*Data for the task:*

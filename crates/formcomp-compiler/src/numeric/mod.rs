//! Numeric type abstraction
//!
//! Every compilation picks exactly one [`NumericType`]. The rewriter asks it for neutral
//! elements, constant folding and the engine use it for arithmetic, and input and output
//! conversion goes through its `parse`/`format`.
//!
//! Three implementations are provided:
//! - [`DoubleType`] - plain `f64`
//! - [`BigDecimalType`] - `rust_decimal::Decimal`, optionally rounded to a fixed scale
//! - [`ScaledLongType`] - `i64` holding `value * 10^scale`

mod decimal;
mod double;
mod scaled_long;

use std::cmp::Ordering;
use std::fmt;
use std::hash::{Hash, Hasher};
use std::str::FromStr;
use std::sync::Arc;

use rust_decimal::prelude::{FromPrimitive, ToPrimitive};
use rust_decimal::{Decimal, MathematicalOps, RoundingStrategy};
use thiserror::Error;

pub use decimal::BigDecimalType;
pub use double::DoubleType;
pub use scaled_long::ScaledLongType;

/// Result type for numeric operations
pub type NumericResult<T> = std::result::Result<T, NumericError>;

/// Arithmetic and conversion failures
#[derive(Debug, Clone, PartialEq, Eq, Error)]
pub enum NumericError {
    #[error("Division by zero")]
    DivisionByZero,

    #[error("Numeric overflow")]
    Overflow,

    #[error("Not a number: '{0}'")]
    InvalidNumber(String),

    #[error("{0} is not defined for this argument")]
    Domain(&'static str),

    #[error("Invalid numeric type: {0}")]
    InvalidConfiguration(String),
}

/// A number in the representation of one of the numeric types
#[derive(Debug, Clone, Copy)]
pub enum Number {
    Double(f64),
    Decimal(Decimal),
    /// `units / 10^scale`
    Scaled { units: i64, scale: u32 },
}

impl Number {
    /// Lossy conversion used for transcendental functions and diagnostics
    pub fn to_f64(&self) -> f64 {
        match self {
            Number::Double(value) => *value,
            Number::Decimal(value) => value.to_f64().unwrap_or(f64::NAN),
            Number::Scaled { units, scale } => {
                scaled_to_decimal(*units, *scale).to_f64().unwrap_or(f64::NAN)
            }
        }
    }

    /// Exact decimal value, if the number has one
    pub fn to_decimal(&self) -> NumericResult<Decimal> {
        match self {
            Number::Double(value) => decimal_from_f64(*value),
            Number::Decimal(value) => Ok(*value),
            Number::Scaled { units, scale } => Ok(scaled_to_decimal(*units, *scale)),
        }
    }

    pub fn is_zero(&self) -> bool {
        match self {
            Number::Double(value) => *value == 0.0,
            Number::Decimal(value) => value.is_zero(),
            Number::Scaled { units, .. } => *units == 0,
        }
    }
}

fn canonical_bits(value: f64) -> u64 {
    if value == 0.0 {
        0
    } else if value.is_nan() {
        f64::NAN.to_bits()
    } else {
        value.to_bits()
    }
}

impl PartialEq for Number {
    fn eq(&self, other: &Self) -> bool {
        match (self, other) {
            (Number::Double(a), Number::Double(b)) => canonical_bits(*a) == canonical_bits(*b),
            (Number::Decimal(a), Number::Decimal(b)) => a == b,
            (
                Number::Scaled { units: a, scale: sa },
                Number::Scaled { units: b, scale: sb },
            ) => a == b && sa == sb,
            _ => false,
        }
    }
}

impl Eq for Number {}

impl Hash for Number {
    fn hash<H: Hasher>(&self, state: &mut H) {
        std::mem::discriminant(self).hash(state);
        match self {
            Number::Double(value) => canonical_bits(*value).hash(state),
            Number::Decimal(value) => value.hash(state),
            Number::Scaled { units, scale } => {
                units.hash(state);
                scale.hash(state);
            }
        }
    }
}

impl fmt::Display for Number {
    fn fmt(&self, f: &mut fmt::Formatter<'_>) -> fmt::Result {
        match self {
            Number::Double(value) => f.write_str(&format_double(*value)),
            Number::Decimal(value) => f.write_str(&format_decimal(*value)),
            Number::Scaled { units, scale } => {
                f.write_str(&format_decimal(scaled_to_decimal(*units, *scale)))
            }
        }
    }
}

/// Rounding applied by scaled decimal types and the ROUND family
#[derive(Debug, Clone, Copy, PartialEq, Eq, Hash, Default)]
#[cfg_attr(feature = "serde", derive(serde::Serialize, serde::Deserialize))]
pub enum RoundingMode {
    /// Away from zero
    Up,
    /// Toward zero
    Down,
    Ceiling,
    Floor,
    #[default]
    HalfUp,
    HalfDown,
    HalfEven,
}

impl RoundingMode {
    pub fn strategy(self) -> RoundingStrategy {
        match self {
            RoundingMode::Up => RoundingStrategy::AwayFromZero,
            RoundingMode::Down => RoundingStrategy::ToZero,
            RoundingMode::Ceiling => RoundingStrategy::ToPositiveInfinity,
            RoundingMode::Floor => RoundingStrategy::ToNegativeInfinity,
            RoundingMode::HalfUp => RoundingStrategy::MidpointAwayFromZero,
            RoundingMode::HalfDown => RoundingStrategy::MidpointTowardZero,
            RoundingMode::HalfEven => RoundingStrategy::MidpointNearestEven,
        }
    }

    pub fn name(self) -> &'static str {
        match self {
            RoundingMode::Up => "up",
            RoundingMode::Down => "down",
            RoundingMode::Ceiling => "ceiling",
            RoundingMode::Floor => "floor",
            RoundingMode::HalfUp => "half-up",
            RoundingMode::HalfDown => "half-down",
            RoundingMode::HalfEven => "half-even",
        }
    }
}

impl fmt::Display for RoundingMode {
    fn fmt(&self, f: &mut fmt::Formatter<'_>) -> fmt::Result {
        f.write_str(self.name())
    }
}

impl FromStr for RoundingMode {
    type Err = NumericError;

    fn from_str(s: &str) -> NumericResult<Self> {
        let mode = match s.to_ascii_lowercase().replace('_', "-").as_str() {
            "up" => RoundingMode::Up,
            "down" => RoundingMode::Down,
            "ceiling" => RoundingMode::Ceiling,
            "floor" => RoundingMode::Floor,
            "half-up" => RoundingMode::HalfUp,
            "half-down" => RoundingMode::HalfDown,
            "half-even" => RoundingMode::HalfEven,
            other => {
                return Err(NumericError::InvalidConfiguration(format!(
                    "unknown rounding mode '{}'",
                    other
                )))
            }
        };
        Ok(mode)
    }
}

/// Arithmetic and conversions of one number representation
///
/// Implementations are immutable and shared as `Arc<dyn NumericType>` for the lifetime of a
/// compiled engine. Every operation accepts numbers in any representation and returns its own.
pub trait NumericType: fmt::Debug + Send + Sync {
    /// Short description, e.g. `decimal(4, half-up)`
    fn name(&self) -> String;

    /// Number of fractional digits kept, `None` when unscaled
    fn scale(&self) -> Option<u32>;

    fn rounding_mode(&self) -> RoundingMode;

    fn zero(&self) -> Number;
    fn one(&self) -> Number;

    /// Smallest representable value, the neutral element of MAX
    fn min_value(&self) -> Number;

    /// Largest representable value, the neutral element of MIN
    fn max_value(&self) -> Number;

    fn from_f64(&self, value: f64) -> NumericResult<Number>;
    fn from_decimal(&self, value: Decimal) -> NumericResult<Number>;

    fn from_i64(&self, value: i64) -> NumericResult<Number> {
        self.from_decimal(Decimal::from(value))
    }

    /// Bring a number of any representation into this one
    fn convert(&self, value: &Number) -> NumericResult<Number> {
        match value {
            Number::Double(v) => self.from_f64(*v),
            Number::Decimal(v) => self.from_decimal(*v),
            Number::Scaled { units, scale } => self.from_decimal(scaled_to_decimal(*units, *scale)),
        }
    }

    fn to_f64(&self, value: &Number) -> f64 {
        value.to_f64()
    }

    /// Round a constant to the type's scale; must be idempotent
    fn adjust_constant(&self, value: Number) -> Number;

    fn parse(&self, text: &str) -> NumericResult<Number>;

    /// Canonical text, without trailing fractional zeros
    fn format(&self, value: &Number) -> String {
        value.to_string()
    }

    fn compare(&self, a: &Number, b: &Number) -> Ordering;

    fn is_finite(&self, _value: &Number) -> bool {
        true
    }

    fn add(&self, a: &Number, b: &Number) -> NumericResult<Number>;
    fn sub(&self, a: &Number, b: &Number) -> NumericResult<Number>;
    fn mul(&self, a: &Number, b: &Number) -> NumericResult<Number>;
    fn div(&self, a: &Number, b: &Number) -> NumericResult<Number>;
    fn neg(&self, a: &Number) -> NumericResult<Number>;
    fn pow(&self, a: &Number, b: &Number) -> NumericResult<Number>;

    /// Round to `digits` fractional digits (negative digits round to tens, hundreds, ...)
    fn round(&self, a: &Number, digits: i32, mode: RoundingMode) -> NumericResult<Number>;
}

/// Which numeric type to compile for
#[derive(Debug, Clone, Copy, PartialEq, Eq, Default)]
#[cfg_attr(feature = "serde", derive(serde::Serialize, serde::Deserialize))]
pub enum NumericTypeSpec {
    #[default]
    Double,
    BigDecimal {
        scale: Option<u32>,
        rounding: RoundingMode,
    },
    ScaledLong {
        scale: u32,
    },
}

impl NumericTypeSpec {
    pub fn decimal(scale: u32, rounding: RoundingMode) -> Self {
        NumericTypeSpec::BigDecimal {
            scale: Some(scale),
            rounding,
        }
    }

    pub fn scaled(scale: u32) -> Self {
        NumericTypeSpec::ScaledLong { scale }
    }

    /// Instantiate the numeric type, validating its scale
    pub fn build(&self) -> NumericResult<Arc<dyn NumericType>> {
        Ok(match *self {
            NumericTypeSpec::Double => Arc::new(DoubleType),
            NumericTypeSpec::BigDecimal { scale, rounding } => {
                Arc::new(BigDecimalType::new(scale, rounding)?)
            }
            NumericTypeSpec::ScaledLong { scale } => Arc::new(ScaledLongType::new(scale)?),
        })
    }
}

impl fmt::Display for NumericTypeSpec {
    fn fmt(&self, f: &mut fmt::Formatter<'_>) -> fmt::Result {
        match self {
            NumericTypeSpec::Double => f.write_str("double"),
            NumericTypeSpec::BigDecimal { scale: None, .. } => f.write_str("decimal"),
            NumericTypeSpec::BigDecimal {
                scale: Some(scale),
                rounding,
            } => write!(f, "decimal:{}:{}", scale, rounding),
            NumericTypeSpec::ScaledLong { scale } => write!(f, "scaled:{}", scale),
        }
    }
}

/// Accepts `double`, `decimal`, `decimal:4`, `decimal:4:half-even` and `scaled:4`
impl FromStr for NumericTypeSpec {
    type Err = NumericError;

    fn from_str(s: &str) -> NumericResult<Self> {
        let mut parts = s.trim().split(':');
        let kind = parts.next().unwrap_or_default().to_ascii_lowercase();
        let scale = parts
            .next()
            .map(|text| {
                text.parse::<u32>().map_err(|_| {
                    NumericError::InvalidConfiguration(format!("invalid scale '{}'", text))
                })
            })
            .transpose()?;
        let rounding = parts.next().map(RoundingMode::from_str).transpose()?;
        if parts.next().is_some() {
            return Err(NumericError::InvalidConfiguration(s.to_string()));
        }

        match (kind.as_str(), scale, rounding) {
            ("double", None, None) => Ok(NumericTypeSpec::Double),
            ("decimal" | "bigdecimal", scale, rounding) => Ok(NumericTypeSpec::BigDecimal {
                scale,
                rounding: rounding.unwrap_or_default(),
            }),
            ("scaled" | "long", Some(scale), None) => Ok(NumericTypeSpec::ScaledLong { scale }),
            ("scaled" | "long", None, None) => Ok(NumericTypeSpec::ScaledLong { scale: 0 }),
            _ => Err(NumericError::InvalidConfiguration(s.to_string())),
        }
    }
}

// === Shared helpers ===

pub(crate) fn scaled_to_decimal(units: i64, scale: u32) -> Decimal {
    Decimal::from_i128_with_scale(units as i128, scale)
}

/// Exact shortest-text conversion, falling back to the binary value for extreme magnitudes
pub(crate) fn decimal_from_f64(value: f64) -> NumericResult<Decimal> {
    if !value.is_finite() {
        return Err(NumericError::Overflow);
    }
    Decimal::from_str(&value.to_string())
        .or_else(|_| Decimal::from_f64(value).ok_or(NumericError::Overflow))
}

pub(crate) fn parse_decimal(text: &str) -> NumericResult<Decimal> {
    let trimmed = text.trim();
    Decimal::from_str(trimmed)
        .or_else(|_| Decimal::from_scientific(trimmed))
        .map_err(|_| NumericError::InvalidNumber(text.to_string()))
}

/// Round to `digits` places; negative digits round left of the decimal point
pub(crate) fn round_decimal(
    value: Decimal,
    digits: i32,
    mode: RoundingMode,
) -> NumericResult<Decimal> {
    if digits >= 0 {
        return Ok(value.round_dp_with_strategy(digits.min(28) as u32, mode.strategy()));
    }
    let factor = Decimal::TEN
        .checked_powi(i64::from(-digits))
        .ok_or(NumericError::Overflow)?;
    let shifted = value.checked_div(factor).ok_or(NumericError::Overflow)?;
    shifted
        .round_dp_with_strategy(0, mode.strategy())
        .checked_mul(factor)
        .ok_or(NumericError::Overflow)
}

pub(crate) fn format_decimal(value: Decimal) -> String {
    if value.is_zero() {
        return "0".to_string();
    }
    value.normalize().to_string()
}

pub(crate) fn format_double(value: f64) -> String {
    if value.fract() == 0.0 && value.abs() < 1e15 {
        format!("{}", value as i64)
    } else {
        format!("{}", value)
    }
}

*Task description:* Return, from the data, each line where the string "HalfEven" occurs.

*Response to the exercise:*
    HalfEven,
            RoundingMode::HalfEven => RoundingStrategy::MidpointNearestEven,
            RoundingMode::HalfEven => "half-even",
            "half-even" => RoundingMode::HalfEven,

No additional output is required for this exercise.